Supplied entries:
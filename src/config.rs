//! JSON configuration shared with the tray applet and settings dialog.

use std::fs;
use std::io::Write;
use std::path::{Path, PathBuf};

use serde::{Deserialize, Serialize};
use tracing::debug;

use crate::error::{Result, SchedulerError};
use crate::schedule::{Temperatures, Window};

pub const APP_DIR: &str = "redshift-scheduler";
pub const CONFIG_FILE: &str = "config.json";

// Range accepted by redshift itself
pub const MIN_TEMPERATURE: u32 = 1000;
pub const MAX_TEMPERATURE: u32 = 25000;

/// Coordinates kept in the file for other tools. The scheduler uses fixed
/// clock times and ignores them.
#[derive(Debug, Clone, Copy, PartialEq, Serialize, Deserialize)]
pub struct Location {
    pub lat: f64,
    pub lon: f64,
}

// Written into newly created files only
pub const DEFAULT_LOCATION: Location = Location { lat: 50.0, lon: 15.0 };

#[derive(Debug, Clone, PartialEq, Serialize, Deserialize)]
#[serde(default)]
pub struct Config {
    pub enabled: bool,
    pub schedule: Window,
    pub temps: Temperatures,
    #[serde(skip_serializing_if = "Option::is_none")]
    pub location: Option<Location>,
}

impl Default for Config {
    fn default() -> Self {
        Config {
            enabled: true,
            schedule: Window::default(),
            temps: Temperatures::default(),
            location: None,
        }
    }
}

impl Config {
    /// Contents of a freshly created config file. Unlike [`Config::default`],
    /// which stands in for missing keys, this also fills in a location.
    pub fn initial() -> Config {
        Config {
            location: Some(DEFAULT_LOCATION),
            ..Config::default()
        }
    }

    pub fn from_json(json: &str) -> Result<Config> {
        let config: Config = serde_json::from_str(json)?;
        config.validate()?;
        Ok(config)
    }

    pub fn load(path: &Path) -> Result<Config> {
        if !path.exists() {
            return Err(SchedulerError::ConfigMissing(path.to_path_buf()));
        }
        let contents = fs::read_to_string(path).map_err(|e| SchedulerError::ConfigRead {
            path: path.to_path_buf(),
            source: e,
        })?;
        Config::from_json(&contents)
    }

    /// Load, or fall back to defaults when the file does not exist yet.
    /// Any other failure is returned.
    pub fn load_or_default(path: &Path) -> Result<Config> {
        match Config::load(path) {
            Err(SchedulerError::ConfigMissing(_)) => Ok(Config::default()),
            other => other,
        }
    }

    pub fn validate(&self) -> Result<()> {
        validate_temperature("day", self.temps.day)?;
        validate_temperature("night", self.temps.night)?;
        Ok(())
    }

    pub fn save(&self, path: &Path) -> Result<()> {
        self.validate()?;
        let mut json = serde_json::to_string_pretty(self)?;
        json.push('\n');
        write_atomic(path, json.as_bytes())?;
        debug!("Saved config to {:?}", path);
        Ok(())
    }
}

pub fn validate_temperature(field: &'static str, value: u32) -> Result<u32> {
    if (MIN_TEMPERATURE..=MAX_TEMPERATURE).contains(&value) {
        Ok(value)
    } else {
        Err(SchedulerError::InvalidTemperature {
            field,
            value,
            min: MIN_TEMPERATURE,
            max: MAX_TEMPERATURE,
        })
    }
}

/// `$XDG_CONFIG_HOME/redshift-scheduler/config.json`
pub fn default_config_path() -> PathBuf {
    dirs::config_dir()
        .unwrap_or_else(|| PathBuf::from(".config"))
        .join(APP_DIR)
        .join(CONFIG_FILE)
}

/// Write to a sibling temp file then rename over the target, so readers
/// never observe a half-written file.
pub(crate) fn write_atomic(path: &Path, contents: &[u8]) -> Result<()> {
    let write_err = |path: &Path| {
        let path = path.to_path_buf();
        move |source: std::io::Error| SchedulerError::FileWrite { path, source }
    };

    if let Some(parent) = path.parent().filter(|p| !p.as_os_str().is_empty()) {
        fs::create_dir_all(parent).map_err(write_err(parent))?;
    }

    let mut temp_name = path.as_os_str().to_owned();
    temp_name.push(".tmp");
    let temp_path = PathBuf::from(temp_name);

    let mut file = fs::File::create(&temp_path).map_err(write_err(&temp_path))?;
    file.write_all(contents).map_err(write_err(&temp_path))?;
    file.sync_all().map_err(write_err(&temp_path))?;
    drop(file);

    fs::rename(&temp_path, path).map_err(write_err(path))?;
    Ok(())
}

/// Where the controller gets its configuration from on every tick.
#[cfg_attr(test, mockall::automock)]
pub trait ConfigSource {
    fn load(&mut self) -> Result<Config>;
}

/// Reads the JSON file fresh on every call.
#[derive(Debug, Clone)]
pub struct FileConfigSource {
    path: PathBuf,
}

impl FileConfigSource {
    pub fn new(path: impl Into<PathBuf>) -> Self {
        FileConfigSource { path: path.into() }
    }

    pub fn path(&self) -> &Path {
        &self.path
    }
}

impl ConfigSource for FileConfigSource {
    fn load(&mut self) -> Result<Config> {
        Config::load(&self.path)
    }
}

#[cfg(test)]
mod tests {
    use super::*;
    use crate::clock::TimeOfDay;
    use tempfile::TempDir;

    #[test]
    fn test_defaults() {
        let config = Config::default();
        assert!(config.enabled);
        assert_eq!(config.schedule.to_string(), "21:00-08:00");
        assert_eq!(config.temps, Temperatures { day: 5800, night: 4800 });
        assert!(config.location.is_none());
    }

    #[test]
    fn test_initial_file_carries_location() {
        let dir = TempDir::new().unwrap();
        let path = dir.path().join("config.json");
        Config::initial().save(&path).unwrap();

        let raw = fs::read_to_string(&path).unwrap();
        assert!(raw.contains(r#""lat": 50.0"#));
        assert!(raw.contains(r#""lon": 15.0"#));

        let loaded = Config::load(&path).unwrap();
        assert_eq!(loaded.location, Some(DEFAULT_LOCATION));
        assert_eq!(loaded.schedule, Window::default());
        assert_eq!(loaded.temps, Temperatures::default());
    }

    #[test]
    fn test_parse_full_file() {
        let json = r#"{
            "enabled": false,
            "schedule": {"start": "22:15", "stop": "06:30"},
            "temps": {"day": 6500, "night": 3500},
            "location": {"lat": 50.0, "lon": 15.0}
        }"#;
        let config = Config::from_json(json).unwrap();
        assert!(!config.enabled);
        assert_eq!(config.schedule.start, TimeOfDay::hm(22, 15));
        assert_eq!(config.schedule.stop, TimeOfDay::hm(6, 30));
        assert_eq!(config.temps.night, 3500);
        assert_eq!(config.location, Some(Location { lat: 50.0, lon: 15.0 }));
    }

    #[test]
    fn test_missing_keys_use_defaults() {
        let config = Config::from_json(r#"{"enabled": false}"#).unwrap();
        assert!(!config.enabled);
        assert_eq!(config.schedule, Window::default());
        assert_eq!(config.temps, Temperatures::default());

        assert_eq!(Config::from_json("{}").unwrap(), Config::default());
    }

    #[test]
    fn test_partial_sections_use_defaults() {
        let config = Config::from_json(r#"{"enabled": false, "temps": {"night": 3000}}"#).unwrap();
        assert!(!config.enabled);
        assert_eq!(config.temps, Temperatures { day: 5800, night: 3000 });

        let config = Config::from_json(r#"{"schedule": {"start": "22:00"}}"#).unwrap();
        assert_eq!(config.schedule.start, TimeOfDay::hm(22, 0));
        assert_eq!(config.schedule.stop, TimeOfDay::hm(8, 0));

        let config = Config::from_json(r#"{"schedule": {"stop": "06:30"}, "temps": {}}"#).unwrap();
        assert_eq!(config.schedule, Window::new(TimeOfDay::hm(21, 0), TimeOfDay::hm(6, 30)));
        assert_eq!(config.temps, Temperatures::default());
    }

    #[test]
    fn test_rejects_invalid_values() {
        let bad_time = r#"{"schedule": {"start": "21:00", "stop": "8"}}"#;
        assert!(Config::from_json(bad_time).unwrap_err().is_config_error());

        let bad_temp = r#"{"temps": {"day": 5800, "night": 0}}"#;
        match Config::from_json(bad_temp) {
            Err(SchedulerError::InvalidTemperature { field, value, .. }) => {
                assert_eq!(field, "night");
                assert_eq!(value, 0);
            }
            other => panic!("unexpected: {:?}", other),
        }

        assert!(Config::from_json("not json").unwrap_err().is_config_error());
    }

    #[test]
    fn test_load_missing_file() {
        let dir = TempDir::new().unwrap();
        let path = dir.path().join("config.json");
        assert!(matches!(Config::load(&path), Err(SchedulerError::ConfigMissing(_))));
        assert_eq!(Config::load_or_default(&path).unwrap(), Config::default());
    }

    #[test]
    fn test_save_then_load_keeps_location() {
        let dir = TempDir::new().unwrap();
        let path = dir.path().join("nested").join("config.json");

        let mut config = Config::default();
        config.enabled = false;
        config.location = Some(Location { lat: 52.2, lon: 21.0 });
        config.save(&path).unwrap();

        let loaded = Config::load(&path).unwrap();
        assert_eq!(loaded, config);
        assert!(!path.with_file_name("config.json.tmp").exists());

        let raw = fs::read_to_string(&path).unwrap();
        assert!(raw.contains(r#""start": "21:00""#));
    }

    #[test]
    fn test_file_source_reads_fresh() {
        let dir = TempDir::new().unwrap();
        let path = dir.path().join("config.json");
        let mut source = FileConfigSource::new(&path);

        assert!(source.load().is_err());

        fs::write(&path, r#"{"enabled": true}"#).unwrap();
        assert!(source.load().unwrap().enabled);

        fs::write(&path, r#"{"enabled": false}"#).unwrap();
        assert!(!source.load().unwrap().enabled);
    }

    #[test]
    fn test_default_path() {
        let path = default_config_path();
        assert!(path.ends_with("redshift-scheduler/config.json"));
    }
}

What the task asks:
Based on the records above, how many lines hold the string "derive"? Answer with the number by itself.

Written answer:
3